- Exercise instructions: Extract the first line through the line containing "pub enum NotFoundError" from the listing below, exactly as written.

======

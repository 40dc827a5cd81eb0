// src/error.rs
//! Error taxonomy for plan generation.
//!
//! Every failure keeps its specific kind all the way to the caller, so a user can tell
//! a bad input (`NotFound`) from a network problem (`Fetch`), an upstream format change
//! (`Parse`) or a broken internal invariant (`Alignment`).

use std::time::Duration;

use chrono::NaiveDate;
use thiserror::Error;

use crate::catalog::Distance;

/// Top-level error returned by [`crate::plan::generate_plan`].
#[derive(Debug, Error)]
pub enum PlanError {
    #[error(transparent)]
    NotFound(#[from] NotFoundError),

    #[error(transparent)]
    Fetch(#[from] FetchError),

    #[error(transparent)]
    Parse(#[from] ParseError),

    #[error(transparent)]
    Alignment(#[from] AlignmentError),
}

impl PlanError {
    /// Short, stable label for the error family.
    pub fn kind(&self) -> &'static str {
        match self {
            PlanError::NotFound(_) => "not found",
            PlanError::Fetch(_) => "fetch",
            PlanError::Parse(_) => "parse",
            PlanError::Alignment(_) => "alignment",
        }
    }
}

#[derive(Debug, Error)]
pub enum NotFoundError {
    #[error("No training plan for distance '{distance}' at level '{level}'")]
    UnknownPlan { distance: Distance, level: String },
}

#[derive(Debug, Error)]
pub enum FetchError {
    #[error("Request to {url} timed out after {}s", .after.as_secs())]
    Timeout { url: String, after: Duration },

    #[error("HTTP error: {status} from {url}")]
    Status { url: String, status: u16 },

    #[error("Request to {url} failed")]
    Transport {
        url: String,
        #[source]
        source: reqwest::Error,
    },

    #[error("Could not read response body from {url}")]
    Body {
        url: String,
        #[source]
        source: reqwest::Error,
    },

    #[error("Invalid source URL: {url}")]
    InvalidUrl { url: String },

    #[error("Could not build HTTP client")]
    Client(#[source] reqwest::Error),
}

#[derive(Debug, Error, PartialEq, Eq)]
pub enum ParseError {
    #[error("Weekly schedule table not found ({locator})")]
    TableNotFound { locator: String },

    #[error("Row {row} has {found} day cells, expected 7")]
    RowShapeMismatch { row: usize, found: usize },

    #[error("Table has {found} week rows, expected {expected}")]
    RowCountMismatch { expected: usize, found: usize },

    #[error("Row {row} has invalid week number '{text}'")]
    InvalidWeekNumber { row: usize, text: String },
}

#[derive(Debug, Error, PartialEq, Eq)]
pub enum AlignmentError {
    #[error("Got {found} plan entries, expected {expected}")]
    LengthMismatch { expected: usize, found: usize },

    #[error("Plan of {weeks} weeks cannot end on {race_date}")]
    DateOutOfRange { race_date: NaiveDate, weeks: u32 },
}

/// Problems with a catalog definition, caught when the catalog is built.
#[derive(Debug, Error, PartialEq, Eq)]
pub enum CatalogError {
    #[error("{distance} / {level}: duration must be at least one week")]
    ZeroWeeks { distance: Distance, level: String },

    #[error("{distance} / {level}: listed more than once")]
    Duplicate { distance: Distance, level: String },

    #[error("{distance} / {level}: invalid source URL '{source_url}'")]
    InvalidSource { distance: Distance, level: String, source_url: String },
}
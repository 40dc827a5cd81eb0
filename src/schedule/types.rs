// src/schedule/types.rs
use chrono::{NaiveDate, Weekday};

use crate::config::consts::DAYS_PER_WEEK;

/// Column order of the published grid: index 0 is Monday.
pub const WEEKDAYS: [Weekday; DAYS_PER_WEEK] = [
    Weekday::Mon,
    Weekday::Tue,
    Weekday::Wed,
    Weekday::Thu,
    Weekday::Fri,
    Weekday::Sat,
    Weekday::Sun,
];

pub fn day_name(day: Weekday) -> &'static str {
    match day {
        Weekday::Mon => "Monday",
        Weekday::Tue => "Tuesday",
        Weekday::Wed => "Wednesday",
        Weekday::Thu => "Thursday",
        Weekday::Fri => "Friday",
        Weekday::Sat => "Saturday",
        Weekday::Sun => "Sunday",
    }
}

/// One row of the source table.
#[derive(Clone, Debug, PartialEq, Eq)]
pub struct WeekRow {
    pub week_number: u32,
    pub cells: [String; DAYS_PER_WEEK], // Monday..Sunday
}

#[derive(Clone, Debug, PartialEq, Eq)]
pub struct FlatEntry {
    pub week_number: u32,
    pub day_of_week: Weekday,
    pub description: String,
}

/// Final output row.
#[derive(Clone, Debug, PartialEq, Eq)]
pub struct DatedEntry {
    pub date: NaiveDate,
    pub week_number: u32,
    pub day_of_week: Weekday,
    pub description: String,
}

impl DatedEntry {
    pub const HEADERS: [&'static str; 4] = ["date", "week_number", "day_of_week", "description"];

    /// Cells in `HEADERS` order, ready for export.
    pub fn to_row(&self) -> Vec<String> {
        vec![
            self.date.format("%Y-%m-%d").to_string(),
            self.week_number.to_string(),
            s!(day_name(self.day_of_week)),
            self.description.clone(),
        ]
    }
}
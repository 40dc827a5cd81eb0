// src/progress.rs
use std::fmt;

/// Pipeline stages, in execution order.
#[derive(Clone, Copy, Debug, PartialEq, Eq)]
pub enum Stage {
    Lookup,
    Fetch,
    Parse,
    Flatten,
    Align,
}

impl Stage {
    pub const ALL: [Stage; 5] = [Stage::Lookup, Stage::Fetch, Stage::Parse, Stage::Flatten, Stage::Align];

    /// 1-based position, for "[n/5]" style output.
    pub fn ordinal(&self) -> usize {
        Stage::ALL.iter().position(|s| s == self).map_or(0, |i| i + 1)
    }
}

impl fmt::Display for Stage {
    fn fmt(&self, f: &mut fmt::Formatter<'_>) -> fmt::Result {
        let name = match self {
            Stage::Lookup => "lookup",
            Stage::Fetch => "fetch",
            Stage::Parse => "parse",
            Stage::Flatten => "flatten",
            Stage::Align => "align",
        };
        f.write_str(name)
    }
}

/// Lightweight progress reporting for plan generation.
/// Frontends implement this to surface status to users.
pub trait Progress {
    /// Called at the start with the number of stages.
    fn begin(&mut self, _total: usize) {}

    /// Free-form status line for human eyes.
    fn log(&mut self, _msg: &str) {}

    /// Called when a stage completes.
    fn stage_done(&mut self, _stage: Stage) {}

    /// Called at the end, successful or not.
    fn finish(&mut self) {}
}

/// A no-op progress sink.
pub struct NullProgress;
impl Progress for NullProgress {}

======

- Output of the exercise:
repository 40dc827a5cd81eb0
// src/error.rs
//! Error taxonomy for plan generation.
//!
//! Every failure keeps its specific kind all the way to the caller, so a user can tell
//! a bad input (`NotFound`) from a network problem (`Fetch`), an upstream format change
//! (`Parse`) or a broken internal invariant (`Alignment`).

use std::time::Duration;

use chrono::NaiveDate;
use thiserror::Error;

use crate::catalog::Distance;

/// Top-level error returned by [`crate::plan::generate_plan`].
#[derive(Debug, Error)]
pub enum PlanError {
    #[error(transparent)]
    NotFound(#[from] NotFoundError),

    #[error(transparent)]
    Fetch(#[from] FetchError),

    #[error(transparent)]
    Parse(#[from] ParseError),

    #[error(transparent)]
    Alignment(#[from] AlignmentError),
}

impl PlanError {
    /// Short, stable label for the error family.
    pub fn kind(&self) -> &'static str {
        match self {
            PlanError::NotFound(_) => "not found",
            PlanError::Fetch(_) => "fetch",
            PlanError::Parse(_) => "parse",
            PlanError::Alignment(_) => "alignment",
        }
    }
}

#[derive(Debug, Error)]
pub enum NotFoundError {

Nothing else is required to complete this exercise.